Queda aún por aclarar la íntima conexión entre entrega y desprendimiento. Sobre la pertenencia al contexto biológico-social de la familia y sobre los lazos de sangre que de ella se desprenden, Jesucristo mismo adoptó una actitud clara y tajante, con palabras que no sólo suenan «duras», sino que en cierto modo lo son. Cuando habla de la «espada» que ha venido a traer (Mt 10,34), se refiere a ese filo cortante que rompe todas las ataduras que pueden retener a aquellos que Dios llama a su seguimiento y que dicen que sí a la llamada. Es la espada del amor supremo, que libera de las cadenas que atenazan el corazón e impiden que se entregue totalmente. Ahora bien, en un corazón que ha sido liberado de este modo, todos los demás afectos subordinados encuentran también su lugar; es más, se hacen mucho más profundos, ricos y fecundos. Jesucristo no exige que no se ame a los padres o a los hijos, sino que no se les ame más que a Él, al Dios hecho Hombre. Y esto no supone un debilitamiento o una devaluación de los lazos y de las inclinaciones naturales, sino más bien una intensificación al integrarlos en ese amor perfecto, el amor de Jesucristo.

En aquel hogar de la calle Martínez Campos, el ama de casa era doña Dolores Escrivá, a quien ayudaba su hija Carmen. Se preocupaba de que los jóvenes que se reunían en torno a su hijo comprendieran, desde el primer momento, que formaban una familia; no como un «concepto abstracto» o como un «símbolo», sino experimentándola como una realidad, siendo ellos mismos familia, bajo la paternidad espiritual de don Josemaría, «el Padre».

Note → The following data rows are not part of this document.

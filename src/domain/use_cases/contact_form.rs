use serde::Serialize;
use tokio::sync::watch;

use crate::{
    entities::contact::ContactRequest,
    repositories::contact_transport::ContactTransport,
};

pub const LOCAL_VALIDATION_MESSAGE: &str = "Please enter your name and a valid email address.";
pub const SUCCESS_MESSAGE: &str = "Thanks! We will reach out shortly.";

#[derive(Debug, Clone, Copy, PartialEq, Eq, Serialize)]
#[serde(rename_all = "lowercase")]
pub enum FormStatus {
    Idle,
    Sending,
    Success,
    Error,
}

#[derive(Debug, Clone, PartialEq, Eq, Serialize)]
pub struct FormState {
    pub status: FormStatus,
    pub message: String,
}

impl FormState {
    fn new(status: FormStatus, message: impl Into<String>) -> Self {
        FormState { status, message: message.into() }
    }

    pub fn idle() -> Self {
        Self::new(FormStatus::Idle, "")
    }
}

/// Values currently typed into the form.
#[derive(Debug, Clone, Default, PartialEq, Eq)]
pub struct ContactFormFields {
    pub name: String,
    pub email: String,
    pub treatment: String,
    pub notes: String,
    pub company_field: String,
}

impl ContactFormFields {
    pub fn reset(&mut self) {
        *self = Self::default();
    }

    fn to_request(&self) -> ContactRequest {
        ContactRequest {
            name: self.name.trim().to_string(),
            email: self.email.trim().to_string(),
            treatment: self.treatment.trim().to_string(),
            notes: self.notes.trim().to_string(),
            company_field: self.company_field.trim().to_string(),
        }
    }
}

/// Phone and email offered when a submission fails.
#[derive(Debug, Clone)]
pub struct ContactFallback {
    pub phone: String,
    pub email: String,
}

/// Drives the contact form: local validation, one request per submit,
/// and the resulting `FormState`. Every state change is published on a
/// watch channel so a view can disable its submit button while sending.
pub struct ContactFormController<T>
where
    T: ContactTransport,
{
    transport: T,
    fallback: ContactFallback,
    state: watch::Sender<FormState>,
}

impl<T> ContactFormController<T>
where
    T: ContactTransport,
{
    pub fn new(transport: T, fallback: ContactFallback) -> Self {
        let (state, _) = watch::channel(FormState::idle());
        ContactFormController { transport, fallback, state }
    }

    pub fn state(&self) -> FormState {
        self.state.borrow().clone()
    }

    pub fn subscribe(&self) -> watch::Receiver<FormState> {
        self.state.subscribe()
    }

    pub fn can_submit(&self) -> bool {
        self.state.borrow().status != FormStatus::Sending
    }

    /// Closes the success or error popup.
    pub fn dismiss(&self) {
        self.state.send_if_modified(|current| {
            if matches!(current.status, FormStatus::Success | FormStatus::Error) {
                *current = FormState::idle();
                true
            } else {
                false
            }
        });
    }

    fn set(&self, status: FormStatus, message: impl Into<String>) {
        self.state.send_replace(FormState::new(status, message));
    }

    /// Submits the form. Never fails: every outcome lands in the state.
    pub async fn submit(&self, fields: &mut ContactFormFields) {
        if !self.can_submit() {
            tracing::debug!("Submission already in flight, ignoring submit");
            return;
        }

        let request = fields.to_request();

        // The honeypot is the server's business.
        let local = ContactRequest {
            company_field: String::new(),
            ..request.clone()
        };
        if local.validated().is_err() {
            self.set(FormStatus::Error, LOCAL_VALIDATION_MESSAGE);
            return;
        }

        // Claim the in-flight slot in one step so concurrent submits on a
        // shared controller cannot both pass.
        let claimed = self.state.send_if_modified(|current| {
            if current.status == FormStatus::Sending {
                false
            } else {
                *current = FormState::new(FormStatus::Sending, "");
                true
            }
        });
        if !claimed {
            tracing::debug!("Submission already in flight, ignoring submit");
            return;
        }

        let detail = match self.transport.post_contact(&request).await {
            Ok(response) if response.is_success() => {
                self.set(FormStatus::Success, SUCCESS_MESSAGE);
                fields.reset();
                return;
            }
            Ok(response) => {
                let detail = response
                    .error_message()
                    .filter(|m| !m.is_empty())
                    .map(str::to_string)
                    .unwrap_or_else(|| format!("Server error ({}). Please try again.", response.status));
                tracing::error!(status = response.status, body = %response.body, "Contact form error: {}", detail);
                detail
            }
            Err(e) => {
                tracing::error!("Contact form submission failed: {}", e);
                e.to_string()
            }
        };

        self.set(
            FormStatus::Error,
            format!(
                "Error: {}. Please call {} or email {}.",
                detail, self.fallback.phone, self.fallback.email
            ),
        );
    }
}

La primera impresión que tuve al ver el retrato de doña Dolores fue el de una dignidad natural sin rigideces; llama la atención su frente alta, clara tenaz, que me hace sospechar que aquella «tozudez aragonesa», de la que el Fundador tantas veces hacía gala, provenía de ella; da la impresión de gran serenidad, y alrededor de la boca parece insinuarse una leve sonrisa. Sabemos que, con su marido, llevó sin quejas y sin amargura las duras pruebas de las que ya hablamos; todos los testimonios concuerdan en que tenía un carácter muy recio, que era muy laboriosa y nunca estaba mano sobre mano; una mujer, además, muy cariñosa y con sentido del humor. El hijo también había heredado de su madre esta última cualidad (41). Aquella amonestación al pequeño Josemaría que, como suele suceder con los niños, se avergonzaba cuando venían visitas («Josemaría, vergüenza sólo para pecar»), se convirtió en un lema que influyó sobre toda la vida del Fundador del Opus Dei (42).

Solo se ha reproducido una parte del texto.